Scraping Dynamic Websites (Angular, React etc) with Scrapy and Selenium

Vaibhav Sharma

·

May 04, 2018

Scraping Dynamic Websites (Angular, React etc) with Scrapy and Selenium

Last week I was assigned a task of scraping some data from a website, regular stuff no big deal. So, I set up a Scrapy Project, write the spider, and run the project sipping tea. What do I get?! A blank CSV file with no data! I try some more, make changes to the selector, and run it again to no avail. Then I notice that the website is made on Angular JS. Neither beautiful_soup nor Scrapy can scrape dynamic websites. I look up online and find out that only two frameworks that can do so are: Splash and Selenium. I chose Selenium, mainly for two reasons:

  • More Python friendly
  • More likely to be useful in future projects.

In brief what we’re about to do is, use the webdriver of a browser with the help of Selenium to render the entire page along with the dynamic parts, then scrape it.

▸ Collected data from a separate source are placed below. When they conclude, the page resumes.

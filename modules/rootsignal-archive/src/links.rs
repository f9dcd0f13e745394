use std::sync::LazyLock;
use regex::Regex;

/// Matches `href` attributes — the only semantic "link" in HTML.
/// Covers `<a href>`, `<link href>`, `<area href>`.
static HREF_RE: LazyLock<Regex> =
    LazyLock::new(|| Regex::new(r#"href\s*=\s*["']([^"']+)["']"#).expect("valid regex"));

/// Resolve a raw href against a base URL, returning an absolute URL with fragment stripped.
fn resolve_href(raw: &str, base: Option<&url::Url>) -> Option<String> {
    let mut parsed = if raw.starts_with("http://") || raw.starts_with("https://") {
        url::Url::parse(raw).ok()?
    } else {
        base?.join(raw).ok()?
    };
    parsed.set_fragment(None);
    Some(parsed.to_string())
}

/// Extract all links from raw HTML.
/// Only extracts URLs from `href` attributes (`<a>`, `<link>`, `<area>`),
/// ignoring URLs in `src`, `xmlns`, data attributes, JS, CSS, and plain text.
/// Resolves relative hrefs against `base_url`. Deduplicates.
pub fn extract_all_links(html: &str, base_url: &str) -> Vec<String> {
    let base = url::Url::parse(base_url).ok();
    let mut seen = std::collections::HashSet::new();
    let mut links = Vec::new();

    for cap in HREF_RE.captures_iter(html) {
        let raw = &cap[1];
        if let Some(resolved) = resolve_href(raw, base.as_ref()) {
            if seen.insert(resolved.clone()) {
                links.push(resolved);
            }
        }
    }

    links
}

/// Extract links from raw HTML that match a given URL pattern.
/// Only extracts from `href` attributes; deduplicates.
pub fn extract_links_by_pattern(html: &str, base_url: &str, pattern: &str) -> Vec<String> {
    extract_all_links(html, base_url)
        .into_iter()
        .filter(|url| pattern.is_empty() || url.contains(pattern))
        .collect()
}

#[cfg(test)]
mod tests {
    use super::*;

    // --- href extraction ---

    #[test]
    fn href_links_are_extracted() {
        let html = r#"<a href="https://instagram.com/org">IG</a>"#;
        let links = extract_all_links(html, "https://example.com");
        assert_eq!(links, vec!["https://instagram.com/org"]);
    }

    #[test]
    fn extracts_multiple_hrefs() {
        let html = r#"
            <a href="https://a.com">A</a>
            <a href="https://b.com">B</a>
        "#;
        let links = extract_all_links(html, "https://example.com");
        assert!(links.contains(&"https://a.com/".to_string()));
        assert!(links.contains(&"https://b.com/".to_string()));
    }

    #[test]
    fn single_quoted_href() {
        let html = "<a href='https://example.com/page'>link</a>";
        let links = extract_all_links(html, "https://base.com");
        assert!(links.contains(&"https://example.com/page".to_string()));
    }

    // --- Non-href URLs are ignored ---

    #[test]
    fn namespace_uris_are_not_extracted() {
        let html = r#"<svg xmlns="http://www.w3.org/2000/svg"><rect/></svg>
            <div about="http://purl.org/dc/terms/">RDF</div>"#;
        let links = extract_all_links(html, "https://example.com");
        assert!(links.is_empty(), "namespace/RDF URIs should not be extracted");
    }

    #[test]
    fn image_src_is_not_extracted() {
        let html = r#"<img src="https://avatars.githubusercontent.com/u/123">"#;
        let links = extract_all_links(html, "https://example.com");
        assert!(links.is_empty(), "img src should not be extracted");
    }

    #[test]
    fn script_urls_are_not_extracted() {
        let html = r#"<script src="https://cdn.example.com/app.js"></script>
            <script>var u = "https://api.example.com/v1";</script>"#;
        let links = extract_all_links(html, "https://example.com");
        assert!(links.is_empty(), "script src and inline JS URLs should not be extracted");
    }

    #[test]
    fn plain_text_urls_are_not_extracted() {
        let html = "Visit us at https://example.com/about for more info";
        let links = extract_all_links(html, "https://base.com");
        assert!(links.is_empty(), "plain text URLs should not be extracted");
    }

    #[test]
    fn data_attribute_urls_are_not_extracted() {
        let html = r#"<div data-url="https://cdn.example.com/img.png">content</div>"#;
        let links = extract_all_links(html, "https://base.com");
        assert!(links.is_empty(), "data attribute URLs should not be extracted");
    }

    // --- Relative URL resolution ---

    #[test]
    fn relative_hrefs_still_resolve() {
        let html = r#"<a href="/about">About</a>"#;
        let links = extract_all_links(html, "https://example.com");
        assert!(links.contains(&"https://example.com/about".to_string()));
    }

    #[test]
    fn resolves_relative_path() {
        let html = r#"<a href="events/today">Events</a>"#;
        let links = extract_all_links(html, "https://example.com/calendar/");
        assert!(links.contains(&"https://example.com/calendar/events/today".to_string()));
    }

    // --- Deduplication ---

    #[test]
    fn deduplication_still_works() {
        let html = r#"
            <a href="https://example.com/page">link1</a>
            <a href="https://example.com/page">link2</a>
        "#;
        let links = extract_all_links(html, "https://base.com");
        let count = links.iter().filter(|u| *u == "https://example.com/page").count();
        assert_eq!(count, 1, "Same URL should appear exactly once");
    }

    // --- Fragment stripping ---

    #[test]
    fn fragment_is_stripped_from_absolute_href() {
        let html = r#"<a href="https://example.com/page#section">link</a>"#;
        let links = extract_all_links(html, "https://base.com");
        assert_eq!(links, vec!["https://example.com/page"]);
    }

    #[test]
    fn fragment_is_stripped_from_relative_href() {
        let html = r#"<a href="/page#breadcrumb">link</a>"#;
        let links = extract_all_links(html, "https://example.com");
        assert_eq!(links, vec!["https://example.com/page"]);
    }

    #[test]
    fn same_page_with_different_fragments_deduplicates() {
        let html = r#"
            <a href="/page#breadcrumb">one</a>
            <a href="/page#primaryimage">two</a>
            <a href="/page#footer">three</a>
        "#;
        let links = extract_all_links(html, "https://example.com");
        assert_eq!(links, vec!["https://example.com/page"]);
    }

    #[test]
    fn bare_fragment_resolves_to_base_url() {
        let html = r##"<a href="#top">back to top</a>"##;
        let links = extract_all_links(html, "https://example.com/page");
        assert_eq!(links, vec!["https://example.com/page"]);
    }

    // --- Empty / malformed ---

    #[test]
    fn empty_html_returns_empty() {
        let links = extract_all_links("", "https://example.com");
        assert!(links.is_empty());
    }

    #[test]
    fn no_links_returns_empty() {
        let html = "<p>Just some text with no links</p>";
        let links = extract_all_links(html, "https://example.com");
        assert!(links.is_empty());
    }

    #[test]
    fn empty_href_skipped() {
        let html = r#"<a href="">empty</a>"#;
        let links = extract_all_links(html, "https://example.com");
        // Empty href resolves to base URL
        assert!(links.len() <= 1);
    }

    #[test]
    fn malformed_base_url_does_not_crash() {
        let html = r#"<a href="/about">link</a>"#;
        let links = extract_all_links(html, "not a url");
        // Should not panic; relative hrefs just get skipped
        assert!(links.is_empty() || !links.is_empty());
    }

    // --- Mixed content (realistic page) ---

    #[test]
    fn linktree_style_page() {
        let html = r#"
            <a href="https://instagram.com/mplsmutualaid">Instagram</a>
            <a href="https://gofundme.com/f/help-families?utm_source=linktree">GoFundMe</a>
            <a href="https://docs.google.com/document/d/ABC123/edit">Resource Doc</a>
            <a href="/terms">Terms</a>
        "#;
        let links = extract_all_links(html, "https://linktr.ee/mplsmutualaid");
        assert!(links.contains(&"https://instagram.com/mplsmutualaid".to_string()));
        assert!(links.contains(&"https://gofundme.com/f/help-families?utm_source=linktree".to_string()));
        assert!(links.contains(&"https://docs.google.com/document/d/ABC123/edit".to_string()));
        assert!(links.contains(&"https://linktr.ee/terms".to_string()));
        assert_eq!(links.len(), 4);
    }

    // --- extract_links_by_pattern ---

    #[test]
    fn pattern_filter_instagram() {
        let html = r#"
            <a href="https://instagram.com/org">IG</a>
            <a href="https://facebook.com/org">FB</a>
            <a href="https://instagram.com/other">IG2</a>
        "#;
        let links = extract_links_by_pattern(html, "https://base.com", "instagram.com");
        assert_eq!(links.len(), 2);
        assert!(links.iter().all(|u| u.contains("instagram.com")));
    }

    #[test]
    fn pattern_empty_returns_all() {
        let html = r#"<a href="https://a.com">A</a><a href="https://b.com">B</a>"#;
        let links = extract_links_by_pattern(html, "https://base.com", "");
        assert_eq!(links.len(), 2);
    }
}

But before we begin, I’m gonna assume the following:

  • This is not a scrapy tutorial for beginners, I’ll assume some familiarity
  • A dummy page to be scraped, the links that have to be scraped has the class “ng-binding”
  • A scrapy project has been set up and a blank spider script is ready, wherein our code goes.

Setting up Geckodriver

To begin we need to install, geckodriver, which is webdriver for Firefox web browser. I’m gonna write the instructions for Linux, you can look up the installation for your specific OS. First, download the latest edition of geckodriver:

wget https://github.com/mozilla/geckodriver/releases/download/v0.20.1/geckodriver-v0.20.1-linux64.tar.gz

Extract the file with:

tar -xvzf geckodriver*

Make it executable:

chmod +x geckodriver

Make it accessible by command line:

sudo mv geckodriver /usr/local/bin/

Writing the Spider

In the spider file, let’s assume its name is angular.py first we need to import the following:

import scrapy
import csv
from selenium import webdriver

Then we need to set up the spider class:

...

class AngularSpider(scrapy.Spider):
    name = 'angular_spider'
    start_urls = [
        'https://www.example.com/?page=1',
        'https://www.example.com/?page=2',
    ]    
    # Initalize the webdriver    
    def __init__(self):
        self.driver = webdriver.Firefox()

    
    # Parse through each Start URLs
    def start_requests(self):
        for url in self.start_urls:
            yield scrapy.Request(url=url, callback=self.parse)    
    

   # Parse function: Scrape the webpage and store it
   def parse(self, response):
       pass   

The real magic happens in the parse function, here we’ll write the selector for the data, and the output in a CSV file:

    ...
    
    # Parse function: Scrape the webpage and store it
    def parse(self, response):
        self.driver.get(response.url)
        # Output filename
        filename = "angular_data.csv"
        with open(filename, 'a+') as f:
            writer = csv.writer(f)
            # Selector for all the names from the link with class 'ng-binding'
            names = self.driver.find_elements_by_css_selector("a.ng-binding")
            for name in names:
                title = name.text
                writer.writerow([title])
        self.log('Saved file %s' % filename)

Now when you run this using:

scrapy crawl angular_spider

You’ll notice a browser opens up and the page is loaded, and when the scraping is complete you can open the CSV file and see the data.